Stranger Things 4 — now streaming on Netflix — is bigger than before, that’s for sure. Nearly every chapter in the seven-episode Volume 1 is longer than 70 minutes, with Stranger Things season 4 episode 7 clocking in at 100 minutes. Thanks to the three-year gap between seasons, the kids are more grown-up than ever. I can imagine some viewers being thrown by how some of the actors have outgrown their characters. They are so visibly bigger that Stranger Things 4 ends up using de-aging tech on teenagers for flashback scenes, usually a tactic reserved for older actors such as Robert De Niro in The Irishman, or Samuel L. Jackson in Captain Marvel. While it revisits some old horrors in places, Stranger Things 4 also throws more CGI monsters at us.

But in trying to be bigger, grislier, and longer than ever, Stranger Things 4 — still run by creators Matt and Ross Duffer aka The Duffer Brothers, as head writers and primary directors — ends up feeling a lot like standard genre stuff of its ilk. The bigger problem though isn’t that the new season of the hit Netflix series is formulaic. It’s that it’s in lacking in joy and humour. Stranger Things 4 is so immersed in its plot demands that it forgets what made the previous seasons exciting. There are no mall hijinks (Stranger Things 3) here, nor any Ghostbusters-type nostalgia (Stranger Things 2). Attempts to liven up the proceedings on Stranger Things 4 are few and far between.

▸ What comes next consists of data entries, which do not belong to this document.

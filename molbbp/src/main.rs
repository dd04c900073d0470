mod eval_gated_gcn;
mod fit_gated_gcn;

use clap::{Parser, Subcommand, ValueEnum};
use log::info;

use eval_gated_gcn::*;
use fit_gated_gcn::*;

#[derive(Parser, Debug)]
#[command(
    version,
    about = "MOLBBP",
    long_about = "Bayesian gated graph ConvNets for molecular property prediction\n\
		  Weights are learned by Bayes-by-Backprop; predictions are\n\
		  averaged over posterior weight samples."
)]
struct Cli {
    #[command(subcommand)]
    commands: Commands,
}

#[derive(Subcommand, Debug)]
enum Commands {
    #[command(
        about = "Train a Bayesian gated GCN",
        long_about = "Train on {data-dir}/train.jsonl(.gz), schedule on val.jsonl(.gz),\n\
		      and report MC-averaged metrics on all three splits:\n\
		      - {out-dir}/results.json\n\
		      - {out-dir}/predictions.json\n\
		      - {out-dir}/model.safetensors (if save_params)\n"
    )]
    Train(TrainArgs),

    #[command(
        about = "Evaluate a trained model",
        long_about = "Load a checkpoint and report MC-averaged metrics\n\
		      on one split of the dataset.\n"
    )]
    Evaluate(EvaluateArgs),
}

#[derive(ValueEnum, Clone, Debug, PartialEq)]
#[clap(rename_all = "lowercase")]
pub enum ComputeDevice {
    Cpu,
    Gpu,
}

impl From<&ComputeDevice> for molbbp::config::DeviceKind {
    fn from(device: &ComputeDevice) -> Self {
        match device {
            ComputeDevice::Cpu => molbbp::config::DeviceKind::Cpu,
            ComputeDevice::Gpu => molbbp::config::DeviceKind::Gpu,
        }
    }
}

fn main() -> anyhow::Result<()> {
    let cli = Cli::parse();

    env_logger::Builder::from_env(env_logger::Env::default().default_filter_or("info")).init();

    match &cli.commands {
        Commands::Train(args) => {
            fit_gated_gcn(args)?;
        }
        Commands::Evaluate(args) => {
            evaluate_gated_gcn(args)?;
        }
    }

    info!("Done");
    Ok(())
}
use candle_bbp::bbp::{
    bayesian_linear, BayesModuleT, BayesianLinear, MlpReadout, SampledLinear,
};
use candle_bbp::candle_loss_functions::{bce_with_logits, mse};
use candle_bbp::{BbpError, Result, Sampler};
use candle_core::{DType, Device, Tensor};
use candle_nn::{ops, VarBuilder, VarMap};
use log::debug;

use crate::config::{NetConfig, ResidualMode, TaskType};
use crate::gated_gcn_layer::{GatedGcnLayer, GatedGcnLayerConfig};
use crate::graph::{GraphBatch, GraphTopology};
use crate::readout::graph_readout;

/// z h_new + (1 - z) h_in
pub fn gated_residual(z: &Tensor, h_new: &Tensor, h_in: &Tensor) -> Result<Tensor> {
    let keep = z.mul(h_new)?;
    let carry = z.affine(-1., 1.)?.mul(h_in)?;
    Ok((keep + carry)?)
}

enum Residual {
    None,
    Add,
    /// W_g: [h_new, h_in] -> gate logits
    Gated(BayesianLinear),
}

/// Residual policy with its gate weights resolved for one forward pass
enum ResolvedResidual {
    None,
    Add,
    Gated(SampledLinear),
}

impl Residual {
    fn resolve(&self, sampler: &mut Sampler) -> Result<ResolvedResidual> {
        Ok(match self {
            Residual::None => ResolvedResidual::None,
            Residual::Add => ResolvedResidual::Add,
            Residual::Gated(w_g) => ResolvedResidual::Gated(w_g.sample(sampler)?),
        })
    }
}

impl ResolvedResidual {
    fn apply(&self, h_new: Tensor, h_in: &Tensor) -> Result<Tensor> {
        match self {
            ResolvedResidual::None => Ok(h_new),
            ResolvedResidual::Add => Ok((h_new + h_in)?),
            ResolvedResidual::Gated(w_g) => {
                let z = ops::sigmoid(&w_g.forward(&Tensor::cat(&[&h_new, h_in], 1)?)?)?;
                gated_residual(&z, &h_new, h_in)
            }
        }
    }

    fn kl(&self) -> Option<&Tensor> {
        match self {
            ResolvedResidual::Gated(w_g) => Some(&w_g.kl),
            _ => None,
        }
    }
}

enum PredictionHead {
    Linear(BayesianLinear),
    Mlp(MlpReadout),
}

impl PredictionHead {
    fn forward(&self, x: &Tensor, sampler: &mut Sampler) -> Result<(Tensor, Tensor)> {
        match self {
            PredictionHead::Linear(fc) => fc.forward(x, sampler),
            PredictionHead::Mlp(mlp) => mlp.forward(x, sampler),
        }
    }

    fn bayes_layers(&self) -> Vec<&BayesianLinear> {
        match self {
            PredictionHead::Linear(fc) => vec![fc],
            PredictionHead::Mlp(mlp) => mlp.bayes_layers(),
        }
    }
}

/// Residual gated graph ConvNet with Bayes-by-Backprop weights
///
/// atoms --embedding_h--> h, bonds --embedding_e--> e,
/// L gated convolutions (with residual policy), per-node `linear_ro`,
/// graph readout, prediction head.
///
/// Every forward returns `(prediction, kl)` where `kl` sums the
/// single-sample estimates of all Bayesian layers of that pass.
pub struct GatedGcnNet {
    embedding_h: BayesianLinear,
    embedding_e: BayesianLinear,
    layers: Vec<GatedGcnLayer>,
    residual: Residual,
    linear_ro: BayesianLinear,
    head: PredictionHead,
    config: NetConfig,
    task: TaskType,
    pred_dim: usize,
}

impl GatedGcnNet {
    pub fn new(config: &NetConfig, vb: VarBuilder) -> Result<Self> {
        config.validate()?;

        let task = config.task()?;
        let pred_dim = config.pred_dim()?;
        let prior = config.prior()?;
        let init = config.posterior_init();
        let hidden = config.hidden_dim;

        let embedding_h = bayesian_linear(
            config.num_atom_type,
            hidden,
            false,
            prior,
            init,
            vb.pp("embedding_h"),
        )?;

        // without bond features every edge carries a constant 1
        let edge_in = if config.edge_feat { config.num_bond_type } else { 1 };
        let embedding_e = bayesian_linear(edge_in, hidden, false, prior, init, vb.pp("embedding_e"))?;

        let layer_config = GatedGcnLayerConfig {
            in_dim: hidden,
            out_dim: hidden,
            dropout: config.dropout,
            normalization: config.normalization()?,
            aggregation: config.aggregation,
            prior,
            init,
        };
        let layers = (0..config.num_layers)
            .map(|l| GatedGcnLayer::new(&layer_config, vb.pp(format!("layers.{}", l))))
            .collect::<Result<Vec<_>>>()?;

        let residual = match config.residual {
            ResidualMode::None => Residual::None,
            ResidualMode::Add => Residual::Add,
            ResidualMode::Gated => Residual::Gated(bayesian_linear(
                2 * hidden,
                hidden,
                false,
                prior,
                init,
                vb.pp("W_g"),
            )?),
        };

        let linear_ro = bayesian_linear(hidden, config.out_dim, false, prior, init, vb.pp("linear_ro"))?;

        let head = match config.mlp_readout_layers {
            Some(num_hidden) => PredictionHead::Mlp(MlpReadout::new(
                config.out_dim,
                pred_dim,
                num_hidden,
                true,
                prior,
                init,
                vb.pp("mlp_readout"),
            )?),
            None => PredictionHead::Linear(bayesian_linear(
                config.out_dim,
                pred_dim,
                true,
                prior,
                init,
                vb.pp("linear_predict"),
            )?),
        };

        debug!(
            "GatedGcnNet: {} layers, hidden {}, out {}, pred {}, residual {}, readout {:?}",
            config.num_layers, hidden, config.out_dim, pred_dim, config.residual, config.readout
        );

        Ok(Self {
            embedding_h,
            embedding_e,
            layers,
            residual,
            linear_ro,
            head,
            config: config.clone(),
            task,
            pred_dim,
        })
    }

    pub fn config(&self) -> &NetConfig {
        &self.config
    }

    pub fn task(&self) -> TaskType {
        self.task
    }

    pub fn pred_dim(&self) -> usize {
        self.pred_dim
    }

    pub fn num_layers(&self) -> usize {
        self.layers.len()
    }

    /// * `topology` - batch connectivity
    /// * `h` - `(N, num_atom_type)` atom features
    /// * `e` - `(E, num_bond_type)` bond features (ignored unless `edge_feat`)
    /// * `snorm_n` - `(N, 1)` node size norms
    /// * `snorm_e` - `(E, 1)` edge size norms
    ///
    /// Returns `(prediction (B, pred_dim), kl)`
    pub fn forward(
        &self,
        topology: &GraphTopology,
        h: &Tensor,
        e: &Tensor,
        snorm_n: &Tensor,
        snorm_e: &Tensor,
        sampler: &mut Sampler,
    ) -> Result<(Tensor, Tensor)> {
        let (h, mut kl) = self.embedding_h.forward(h, sampler)?;
        let mut h = sampler.dropout(&h, self.config.in_feat_dropout)?;

        let emb_e = self.embedding_e.sample(sampler)?;
        kl = (kl + &emb_e.kl)?;
        let mut e = if topology.num_edges() == 0 {
            Tensor::zeros((0, self.config.hidden_dim), h.dtype(), h.device())?
        } else if self.config.edge_feat {
            emb_e.forward(e)?
        } else {
            let ones = Tensor::ones((topology.num_edges(), 1), h.dtype(), h.device())?;
            emb_e.forward(&ones)?
        };

        let residual = self.residual.resolve(sampler)?;
        if let Some(kl_g) = residual.kl() {
            kl = (kl + kl_g)?;
        }

        for layer in self.layers.iter() {
            let h_in = h;
            let out = layer.forward(topology, &h_in, &e, snorm_n, snorm_e, sampler)?;
            kl = (kl + out.kl)?;
            e = out.e;
            h = residual.apply(out.h, &h_in)?;
        }

        let (h, kl_ro) = self.linear_ro.forward(&h, sampler)?;
        let hg = graph_readout(&h, topology, self.config.readout)?;
        let (pred, kl_head) = self.head.forward(&hg, sampler)?;

        let kl = ((kl + kl_ro)? + kl_head)?;
        Ok((pred, kl))
    }

    pub fn forward_batch(&self, batch: &GraphBatch, sampler: &mut Sampler) -> Result<(Tensor, Tensor)> {
        self.forward(
            &batch.topology,
            &batch.node_features,
            &batch.edge_features,
            &batch.snorm_n,
            &batch.snorm_e,
            sampler,
        )
    }

    /// Mean task loss over observed targets (NaN entries are skipped)
    ///
    /// classification: BCE with logits; regression: MSE
    pub fn loss(&self, pred: &Tensor, target: &Tensor) -> Result<Tensor> {
        if pred.dims() != target.dims() {
            return Err(BbpError::ShapeMismatch {
                layer: "loss".into(),
                expected: self.pred_dim,
                actual: target.dims().to_vec(),
            });
        }
        let target = target.to_dtype(pred.dtype())?;

        let values = target.flatten_all()?.to_dtype(DType::F32)?.to_vec1::<f32>()?;
        let observed: Vec<u32> = values
            .iter()
            .enumerate()
            .filter(|(_, v)| !v.is_nan())
            .map(|(i, _)| i as u32)
            .collect();

        let (pred, target) = if observed.len() == values.len() {
            (pred.clone(), target)
        } else if observed.is_empty() {
            return Ok(Tensor::zeros((), pred.dtype(), pred.device())?);
        } else {
            let n = observed.len();
            let idx = Tensor::from_vec(observed, n, pred.device())?;
            (
                pred.flatten_all()?.index_select(&idx, 0)?,
                target.flatten_all()?.index_select(&idx, 0)?,
            )
        };

        Ok(match self.task {
            TaskType::Classification => bce_with_logits(&pred, &target)?,
            TaskType::Regression => mse(&pred, &target)?,
        })
    }

    /// Map raw predictions to scores: probabilities for classification
    pub fn scores(&self, pred: &Tensor) -> Result<Tensor> {
        Ok(match self.task {
            TaskType::Classification => ops::sigmoid(pred)?,
            TaskType::Regression => pred.clone(),
        })
    }
}

impl BayesModuleT for GatedGcnNet {
    fn bayes_layers(&self) -> Vec<&BayesianLinear> {
        let mut out = vec![&self.embedding_h, &self.embedding_e];
        for layer in self.layers.iter() {
            out.extend(layer.bayes_layers());
        }
        if let Residual::Gated(w_g) = &self.residual {
            out.push(w_g);
        }
        out.push(&self.linear_ro);
        out.extend(self.head.bayes_layers());
        out
    }
}

/// Allocate every variable of the network in a fresh `VarMap`
pub fn build_model(config: &NetConfig, device: &Device) -> Result<(GatedGcnNet, VarMap)> {
    let varmap = VarMap::new();
    let vb = VarBuilder::from_varmap(&varmap, config.dtype(), device);
    let model = GatedGcnNet::new(config, vb)?;
    Ok((model, varmap))
}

The highlight comes early into the season, when a new character wonders how they plan to kill the giant and menacing new thing — once again inspired by Dungeons & Dragons — from Upside Down. Season 3 entrant Robin Buckley (Maya Hawke) points out that they have been through this kind of thing before, with some more than once, unlike her. “Mine was human flesh related, theirs was smoke related,” Robin says. Stranger Things 4 is essentially mocking itself, and how there’s a new crazy thing every season. Steve Harrington (Joe Keery) adds that they usually rely on this girl who has super powers, but that’s out now. To an outsider, the gang looks completely crazy. Stranger Things 4 could’ve done with more of these self-referential moments.